As Member of Technical Staff, Korkhov designed and developed infrastructure elements for both biologists and AI engineers, managing projects and products while building infrastructure for laboratory experiments, data engineering and AI-driven RNA design. In particular, he developed a search system for genetic data and architected a system for internal laboratory experiment planning, significantly improving research efficiency.
This area of application of ML infrastructure innovation bears particular significance, as the convergence of AI and biotechnology represents one of the fastest-growing sectors in technology. As pharmaceutical companies explore AI-driven drug discovery and vaccine development, the infrastructure patterns Korkhov has developed become increasingly relevant.

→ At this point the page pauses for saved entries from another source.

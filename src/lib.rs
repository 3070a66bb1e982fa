//! Bytecode storage for the Lox virtual machine.
//!
//! A [`Chunk`](chunk::Chunk) holds the encoded instruction stream for one compiled unit,
//! a source line for every byte, and the constant pool its `OP_CONSTANT` operands index into.
//! The [`Disassembler`](debug::dasm::Disassembler) renders a chunk for diagnostics.

pub mod utils;

pub mod language;
pub mod memory;
pub mod chunk;

pub mod debug;

pub use chunk::{Chunk, ValueArray, OpCode, ConstID};
pub use language::{Value, LineNo};
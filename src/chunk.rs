use std::fmt;

use crate::language::{Value, LineNo};
use crate::memory::{self, RawArray, AllocResult};

pub mod opcodes;
pub mod values;
pub mod errors;

pub use opcodes::OpCode;
pub use values::ValueArray;
pub use errors::{ChunkResult, ChunkError, ErrorKind};



/// Index into a chunk's constant pool, as encoded in an `OP_CONSTANT` operand.
pub type ConstID = u8;

/// Most constants a single chunk can address.
pub const MAX_CONSTANTS: usize = ConstID::MAX as usize + 1;


/// Encoded bytecode for one compiled unit.
///
/// `code` and `lines` are parallel: `lines[i]` is the source line that produced `code[i]`.
/// Both share a single count and capacity and are always grown together.
#[derive(Default)]
pub struct Chunk {
    code: RawArray<u8>,
    lines: RawArray<LineNo>,
    count: usize,
    constants: ValueArray,
}

impl Chunk {
    pub const fn new() -> Self {
        Self {
            code: RawArray::new(),
            lines: RawArray::new(),
            count: 0,
            constants: ValueArray::new(),
        }
    }

    // Bytes

    #[inline]
    pub fn len(&self) -> usize { self.count }

    #[inline]
    pub fn is_empty(&self) -> bool { self.count == 0 }

    #[inline]
    pub fn capacity(&self) -> usize {
        debug_assert!(self.code.capacity() == self.lines.capacity());
        self.code.capacity()
    }

    pub fn code(&self) -> &[u8] {
        // SAFETY: every slot below count has been written by push_byte()
        unsafe { self.code.as_slice(self.count) }
    }

    pub fn lines(&self) -> &[LineNo] {
        // SAFETY: lines is written in lockstep with code
        unsafe { self.lines.as_slice(self.count) }
    }

    pub fn line_at(&self, offset: usize) -> Option<LineNo> {
        self.lines().get(offset).copied()
    }

    /// Appends a single byte of code along with the line that produced it.
    ///
    /// Callers are responsible for instruction shape: an opcode must be followed by
    /// exactly as many operand bytes as its [`instr_len()`](OpCode::instr_len) requires.
    pub fn try_write_byte(&mut self, byte: impl Into<u8>, line: LineNo) -> ChunkResult<()> {
        if self.count + 1 > self.capacity() {
            self.try_grow()?;
        }
        self.push_byte(byte.into(), line);
        Ok(())
    }

    /// Like [`try_write_byte()`](Self::try_write_byte) but allocation failure terminates the process.
    // using Into<u8> so that OpCodes can be accepted without extra fuss
    pub fn write_byte(&mut self, byte: impl Into<u8>, line: LineNo) {
        if self.count + 1 > self.capacity() {
            self.try_grow().unwrap_or_else(|error| memory::fatal(error));
        }
        self.push_byte(byte.into(), line);
    }

    fn push_byte(&mut self, byte: u8, line: LineNo) {
        assert!(self.count < self.capacity());

        // SAFETY: count < capacity for both arrays
        unsafe {
            self.code.write(self.count, byte);
            self.lines.write(self.count, line);
        }
        self.count += 1;

        log::trace!("write byte {:#04X} at [{}] line {}", byte, self.count - 1, line);
    }

    pub fn write_opcode(&mut self, opcode: OpCode, line: LineNo) {
        self.write_byte(opcode, line)
    }

    fn try_grow(&mut self) -> AllocResult<()> {
        let old_capacity = self.capacity();
        let new_capacity = memory::grow_capacity(old_capacity);
        log::debug!("grow chunk {} -> {}", old_capacity, new_capacity);

        self.code.try_resize(new_capacity)?;
        if let Err(error) = self.lines.try_resize(new_capacity) {
            // keep both arrays the same size
            if let Err(error) = self.code.try_resize(old_capacity) {
                memory::fatal(error)
            }
            return Err(error);
        }
        Ok(())
    }

    // Constants

    pub fn constants(&self) -> &ValueArray { &self.constants }

    pub fn lookup_const(&self, index: impl Into<usize>) -> Option<Value> {
        self.constants.get(index.into())
    }

    /// Adds a value to the constant pool, returning the index to embed as an `OP_CONSTANT` operand.
    ///
    /// Fails once the pool holds [`MAX_CONSTANTS`] values, since a larger index would not fit in one byte.
    pub fn add_constant(&mut self, value: Value) -> ChunkResult<ConstID> {
        let cid = self.next_const_id()?;
        self.constants.push(value);
        log::trace!("add constant {} as {}", value, cid);
        Ok(cid)
    }

    /// Like [`add_constant()`](Self::add_constant) but allocation failure is also returned as an error.
    pub fn try_add_constant(&mut self, value: Value) -> ChunkResult<ConstID> {
        let cid = self.next_const_id()?;
        self.constants.try_push(value)?;
        log::trace!("add constant {} as {}", value, cid);
        Ok(cid)
    }

    fn next_const_id(&self) -> ChunkResult<ConstID> {
        ConstID::try_from(self.constants.len())
            .map_err(|_| ChunkError::from(ErrorKind::ConstPoolLimit))
    }

    /// Adds `value` to the constant pool and emits the `OP_CONSTANT` instruction that loads it.
    pub fn write_constant(&mut self, value: Value, line: LineNo) -> ChunkResult<ConstID> {
        let cid = self.add_constant(value)?;
        self.write_opcode(OpCode::Constant, line);
        self.write_byte(cid, line);
        Ok(cid)
    }

    /// Releases the code, lines and constant pool, leaving an empty chunk.
    pub fn free(&mut self) {
        log::debug!("free chunk ({} bytes)", self.count);
        self.code.free();
        self.lines.free();
        self.constants.free();
        self.count = 0;
    }
}

impl fmt::Debug for Chunk {
    fn fmt(&self, fmt: &mut fmt::Formatter<'_>) -> fmt::Result {
        fmt.debug_struct("Chunk")
            .field("code", &self.code())
            .field("lines", &self.lines())
            .field("capacity", &self.capacity())
            .field("constants", &self.constants)
            .finish()
    }
}
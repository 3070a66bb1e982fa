// Opcodes

// Each tag is spelled out as a u8 const so from_byte() can match on the
// raw byte and the encoding is visible in one place.

// Any new opcode needs its own tag here and a fixed length in instr_len(),
// or the disassembler will lose its place in the byte stream.

                        // width set here so that the longest mnemonic is 16 chars
const OP_RETURN:        u8 = 0x00;  // return from the current chunk
const OP_CONSTANT:      u8 = 0x01;  // load a constant from the chunk's const pool, 1 byte index


#[repr(u8)]
#[derive(Debug, Clone, Copy, Hash, PartialEq, Eq)]
pub enum OpCode {
    Return = OP_RETURN,
    Constant = OP_CONSTANT,
}

static_assertions::assert_eq_size!(OpCode, u8);

impl OpCode {
    pub fn from_byte(byte: u8) -> Option<OpCode> {
        let opcode = match byte {
            OP_RETURN => Self::Return,
            OP_CONSTANT => Self::Constant,

            _ => return None,
        };
        Some(opcode)
    }

    /// Encoded width including operand bytes
    pub fn instr_len(&self) -> usize {
        match self {
            Self::Return => 1,
            Self::Constant => 2,
        }
    }
}

impl From<OpCode> for u8 {
    fn from(opcode: OpCode) -> Self { opcode as u8 }
}

impl PartialEq<u8> for OpCode {
    fn eq(&self, other: &u8) -> bool { *other == (*self).into() }
}

// For disassembly/debugging
impl std::fmt::Display for OpCode {
    fn fmt(&self, fmt: &mut std::fmt::Formatter<'_>) -> std::fmt::Result {
        let mnemonic = match *self {
            Self::Return => "OP_RETURN",
            Self::Constant => "OP_CONSTANT",
        };

        if let Some(width) = fmt.width() {
            write!(fmt, "{:1$}", mnemonic, width)
        } else {
            fmt.write_str(mnemonic)
        }
    }
}
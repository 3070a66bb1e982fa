use std::fmt;
use std::error::Error;

use crate::utils;
use crate::memory::AllocError;


pub type ErrorKind = ChunkErrorKind;
pub type ChunkResult<T> = Result<T, ChunkError>;

#[derive(Debug, Clone, Copy, PartialEq, Eq)]
pub enum ChunkErrorKind {
    // constant indexes are encoded as a single byte
    ConstPoolLimit,
    AllocFailed,
}

#[derive(Debug)]
pub struct ChunkError {
    kind: ErrorKind,
    cause: Option<Box<dyn Error>>,
}

impl ChunkError {
    pub fn caused_by(mut self, cause: Box<dyn Error>) -> Self {
        self.cause.replace(cause); self
    }

    pub fn kind(&self) -> &ErrorKind { &self.kind }
}

impl From<ErrorKind> for ChunkError {
    fn from(kind: ErrorKind) -> Self {
        Self { kind, cause: None }
    }
}

impl From<AllocError> for ChunkError {
    fn from(error: AllocError) -> Self {
        Self::from(ErrorKind::AllocFailed).caused_by(Box::new(error))
    }
}

impl Error for ChunkError {
    fn source(&self) -> Option<&(dyn Error + 'static)> {
        self.cause.as_ref().map(|o| o.as_ref())
    }
}

impl fmt::Display for ChunkError {
    fn fmt(&self, fmt: &mut fmt::Formatter<'_>) -> Result<(), fmt::Error> {

        let message = match self.kind() {
            ErrorKind::ConstPoolLimit => "constant pool limit reached",
            ErrorKind::AllocFailed => "could not grow chunk",
        };

        utils::format_error(fmt, "chunk error", Some(message), self.source())
    }
}
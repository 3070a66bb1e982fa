use std::fmt;
use std::slice;
use core::ptr::NonNull;

use crate::memory::{self, AllocResult};


/// An owned allocation of `capacity` slots of `T`.
///
/// Tracks no length of its own; the containers built on top decide which slots are live.
/// Restricted to `Copy` so that no element ever needs dropping.
pub struct RawArray<T> where T: Copy {
    ptr: Option<NonNull<T>>,
    capacity: usize,
}

impl<T> RawArray<T> where T: Copy {
    pub const fn new() -> Self {
        Self { ptr: None, capacity: 0 }
    }

    #[inline]
    pub fn capacity(&self) -> usize { self.capacity }

    #[inline]
    pub fn is_allocated(&self) -> bool { self.ptr.is_some() }

    /// Resizes the allocation, keeping existing slots up to the new capacity.
    /// Leaves the array unchanged on failure.
    pub fn try_resize(&mut self, new_capacity: usize) -> AllocResult<()> {
        self.ptr = memory::reallocate(self.ptr, self.capacity, new_capacity)?;
        self.capacity = new_capacity;
        Ok(())
    }

    /// Releases the allocation. Calling this on an empty array does nothing.
    pub fn free(&mut self) {
        if let Some(ptr) = self.ptr.take() {
            // releasing never fails
            let _ = memory::reallocate(Some(ptr), self.capacity, 0);
        }
        self.capacity = 0;
    }

    /// # Safety
    /// `index` must be less than `capacity()`.
    #[inline]
    pub unsafe fn write(&mut self, index: usize, value: T) {
        debug_assert!(index < self.capacity);
        if let Some(ptr) = self.ptr {
            ptr.as_ptr().add(index).write(value);
        }
    }

    /// # Safety
    /// `len` must not exceed `capacity()`, and every slot in `0..len` must have been written.
    #[inline]
    pub unsafe fn as_slice(&self, len: usize) -> &[T] {
        debug_assert!(len <= self.capacity);
        match self.ptr {
            Some(ptr) => slice::from_raw_parts(ptr.as_ptr(), len),
            None => &[],
        }
    }
}

impl<T> Default for RawArray<T> where T: Copy {
    fn default() -> Self { Self::new() }
}

impl<T> Drop for RawArray<T> where T: Copy {
    fn drop(&mut self) {
        self.free()
    }
}

impl<T> fmt::Debug for RawArray<T> where T: Copy {
    fn fmt(&self, fmt: &mut fmt::Formatter<'_>) -> fmt::Result {
        write!(fmt, "RawArray({:?}, capacity: {})", self.ptr, self.capacity)
    }
}
pub mod dasm;

pub use dasm::{Disassembler, Instruction, log_chunk};
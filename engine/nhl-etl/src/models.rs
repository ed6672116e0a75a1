use crate::schema::{TableSchema, PLAYER_SCHEMA, STATS_SCHEMA, TEAM_SCHEMA};
use crate::store::{Record, SqlValue};
use chrono::NaiveDate;
use serde::{Deserialize, Deserializer};
use serde_json::Value;

// ---------------------------------------------------------------------------
// Upstream API payloads
// ---------------------------------------------------------------------------

/// `GET /teams`
#[derive(Debug, Deserialize)]
pub struct TeamsResponse {
    pub teams: Vec<ApiTeam>,
}

#[derive(Debug, Clone, Deserialize)]
#[serde(rename_all = "camelCase")]
pub struct ApiTeam {
    pub id: i32,
    pub name: String,
    pub venue: Venue,
    pub abbreviation: String,
    pub location_name: String,
    pub first_year_of_play: String,
    pub division: Named,
    pub conference: Named,
    pub active: bool,
}

#[derive(Debug, Clone, Deserialize)]
pub struct Venue {
    pub name: String,
    pub city: String,
}

#[derive(Debug, Clone, Deserialize)]
pub struct Named {
    pub name: String,
}

/// `GET /teams/{id}/roster`
#[derive(Debug, Deserialize)]
pub struct RosterResponse {
    #[serde(default)]
    pub roster: Vec<RosterEntry>,
}

#[derive(Debug, Clone, Deserialize)]
pub struct RosterEntry {
    pub person: PersonRef,
}

#[derive(Debug, Clone, Deserialize)]
pub struct PersonRef {
    pub id: i32,
}

/// `GET /people/{id}`
#[derive(Debug, Deserialize)]
pub struct PeopleResponse {
    #[serde(default)]
    pub people: Vec<ApiPerson>,
}

#[derive(Debug, Clone, Deserialize)]
#[serde(rename_all = "camelCase")]
pub struct ApiPerson {
    pub first_name: String,
    pub last_name: String,
    pub birth_date: NaiveDate,
    pub birth_city: String,
    pub birth_country: String,
    pub nationality: String,
    pub height: String,
    pub weight: f64,
    pub shoots_catches: String,
    pub primary_position: PositionRef,
    pub rookie: bool,
    pub active: bool,

    #[serde(default)]
    pub captain: Option<bool>,

    #[serde(default)]
    pub alternate_captain: Option<bool>,

    /// Sent as a string ("97"); anything unparseable is treated as absent.
    #[serde(default, deserialize_with = "deserialize_lenient_i32")]
    pub primary_number: Option<i32>,
}

#[derive(Debug, Clone, Deserialize)]
pub struct PositionRef {
    pub code: String,
}

/// `GET /people/{id}/stats?stats=yearByYear`
#[derive(Debug, Deserialize)]
pub struct StatsResponse {
    #[serde(default)]
    pub stats: Vec<StatGroup>,
}

#[derive(Debug, Deserialize)]
pub struct StatGroup {
    #[serde(default)]
    pub splits: Vec<StatSplit>,
}

#[derive(Debug, Clone, Deserialize)]
pub struct StatSplit {
    pub season: String,
    pub league: Named,

    /// Non-NHL clubs come without an id.
    #[serde(default)]
    pub team: Option<SplitTeam>,

    #[serde(default)]
    pub stat: SplitStat,
}

#[derive(Debug, Clone, Deserialize)]
pub struct SplitTeam {
    #[serde(default, deserialize_with = "deserialize_lenient_i32")]
    pub id: Option<i32>,
}

/// Every stat is optional; leagues report different subsets.
#[derive(Debug, Clone, Default, Deserialize)]
#[serde(rename_all = "camelCase")]
pub struct SplitStat {
    #[serde(default, deserialize_with = "deserialize_lenient_i32")]
    pub goals: Option<i32>,
    #[serde(default, deserialize_with = "deserialize_lenient_i32")]
    pub assists: Option<i32>,
    #[serde(default, deserialize_with = "deserialize_lenient_i32")]
    pub pim: Option<i32>,
    #[serde(default, deserialize_with = "deserialize_lenient_i32")]
    pub shots: Option<i32>,
    #[serde(default, deserialize_with = "deserialize_lenient_i32")]
    pub games: Option<i32>,
    #[serde(default, deserialize_with = "deserialize_lenient_i32")]
    pub power_play_goals: Option<i32>,
    #[serde(default, deserialize_with = "deserialize_lenient_i32")]
    pub power_play_points: Option<i32>,
    #[serde(default, deserialize_with = "deserialize_lenient_string")]
    pub power_play_time_on_ice: Option<String>,
    #[serde(default, deserialize_with = "deserialize_lenient_i32")]
    pub game_winning_goals: Option<i32>,
    #[serde(default, deserialize_with = "deserialize_lenient_i32")]
    pub over_time_goals: Option<i32>,
    #[serde(default, deserialize_with = "deserialize_lenient_i32")]
    pub short_handed_goals: Option<i32>,
    #[serde(default, deserialize_with = "deserialize_lenient_i32")]
    pub short_handed_points: Option<i32>,
    #[serde(default, deserialize_with = "deserialize_lenient_string")]
    pub short_handed_time_on_ice: Option<String>,
    #[serde(default, deserialize_with = "deserialize_lenient_i32")]
    pub plus_minus: Option<i32>,
    #[serde(default, deserialize_with = "deserialize_lenient_i32")]
    pub shifts: Option<i32>,
    #[serde(default, deserialize_with = "deserialize_lenient_i32")]
    pub blocked: Option<i32>,
}

// Optional fields: null, missing or malformed all collapse to None.
fn deserialize_lenient_i32<'de, D>(deserializer: D) -> Result<Option<i32>, D::Error>
where
    D: Deserializer<'de>,
{
    let value = Option::<Value>::deserialize(deserializer)?;
    Ok(value.and_then(|v| match v {
        Value::Number(n) => n.as_i64().and_then(|n| i32::try_from(n).ok()),
        Value::String(s) => s.trim().parse().ok(),
        _ => None,
    }))
}

fn deserialize_lenient_string<'de, D>(deserializer: D) -> Result<Option<String>, D::Error>
where
    D: Deserializer<'de>,
{
    let value = Option::<Value>::deserialize(deserializer)?;
    Ok(match value {
        Some(Value::String(s)) => Some(s),
        _ => None,
    })
}

// ---------------------------------------------------------------------------
// Normalized records
// ---------------------------------------------------------------------------

/// Row of the `team` table
#[derive(Debug, Clone, PartialEq)]
pub struct Team {
    pub team_id: i32,
    pub name: String,
    pub arena_name: String,
    pub arena_city: String,
    pub abbr: String,
    pub location: String,
    pub initial_year: String,
    pub division_name: String,
    pub conference_name: String,
    pub active: bool,
}

/// Row of the `player` table
#[derive(Debug, Clone, PartialEq)]
pub struct Player {
    pub player_id: i32,
    pub team_id: i32,
    pub fname: String,
    pub lname: String,
    pub number: Option<i32>,
    pub birthdate: NaiveDate,
    pub birth_city: String,
    pub birth_country: String,
    pub nationality: String,
    pub height_cm: f64,
    pub weight_kg: f64,
    pub handedness: String,
    pub captain: Option<bool>,
    pub alternate: Option<bool>,
    pub position: String,
    pub active: bool,
    pub rookie: bool,
}

/// Row of the `stats` table
#[derive(Debug, Clone, Default, PartialEq)]
pub struct SeasonStat {
    pub player_id: i32,
    pub season: String,
    pub league_name: String,
    pub goals: Option<i32>,
    pub assists: Option<i32>,
    pub team_id: Option<i32>,
    pub pim: Option<i32>,
    pub shots: Option<i32>,
    pub games: Option<i32>,
    pub pp_goals: Option<i32>,
    pub pp_points: Option<i32>,
    pub pp_toi_seconds: Option<i32>,
    pub gwg: Option<i32>,
    pub ot_goals: Option<i32>,
    pub sh_goals: Option<i32>,
    pub sh_points: Option<i32>,
    pub sh_toi_seconds: Option<i32>,
    pub plus_minus: Option<i32>,
    pub shifts: Option<i32>,
    pub blocked: Option<i32>,
}

impl Record for Team {
    const SCHEMA: TableSchema = TEAM_SCHEMA;

    fn values(&self) -> Vec<SqlValue> {
        vec![
            self.team_id.into(),
            self.name.as_str().into(),
            self.arena_name.as_str().into(),
            self.arena_city.as_str().into(),
            self.abbr.as_str().into(),
            self.location.as_str().into(),
            self.initial_year.as_str().into(),
            self.division_name.as_str().into(),
            self.conference_name.as_str().into(),
            self.active.into(),
        ]
    }
}

impl Record for Player {
    const SCHEMA: TableSchema = PLAYER_SCHEMA;

    fn values(&self) -> Vec<SqlValue> {
        vec![
            self.player_id.into(),
            self.team_id.into(),
            self.fname.as_str().into(),
            self.lname.as_str().into(),
            self.number.into(),
            self.birthdate.into(),
            self.birth_city.as_str().into(),
            self.birth_country.as_str().into(),
            self.nationality.as_str().into(),
            self.height_cm.into(),
            self.weight_kg.into(),
            self.handedness.as_str().into(),
            self.captain.into(),
            self.alternate.into(),
            self.position.as_str().into(),
            self.active.into(),
            self.rookie.into(),
        ]
    }
}

impl Record for SeasonStat {
    const SCHEMA: TableSchema = STATS_SCHEMA;

    fn values(&self) -> Vec<SqlValue> {
        vec![
            self.player_id.into(),
            self.season.as_str().into(),
            self.league_name.as_str().into(),
            self.goals.into(),
            self.assists.into(),
            self.team_id.into(),
            self.pim.into(),
            self.shots.into(),
            self.games.into(),
            self.pp_goals.into(),
            self.pp_points.into(),
            self.pp_toi_seconds.into(),
            self.gwg.into(),
            self.ot_goals.into(),
            self.sh_goals.into(),
            self.sh_points.into(),
            self.sh_toi_seconds.into(),
            self.plus_minus.into(),
            self.shifts.into(),
            self.blocked.into(),
        ]
    }
}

Similar approaches would allow major manufacturers to accelerate development cycles while maintaining the safety standards required in the healthcare industry.
"The fundamental lesson is that successful AI deployment requires shifting from thinking about individual models to thinking about platforms that serve many models," reflects Korkhov. "The platform thinking, similar to what we applied at Spotify and Feedzai, is what enables teams to move faster while optimising resources, thus gaining a key competitive advantage."
Across industries, professionals who simultaneously design foundational ML platforms, influence company-wide technical strategy, and contribute to the broader professional community through publications or technical evaluation remain a clear minority within the field.
For the global tech ecosystem, this shift from models to platforms represents a strategic imperative, as scaling infrastructure can become the constraint that limits all other progress. The engineers who master these skills will shape the next decade of AI deployment. The question is not whether infrastructure engineering matters, but whether companies will invest proactively in developing this expertise or continue addressing it as an afterthought.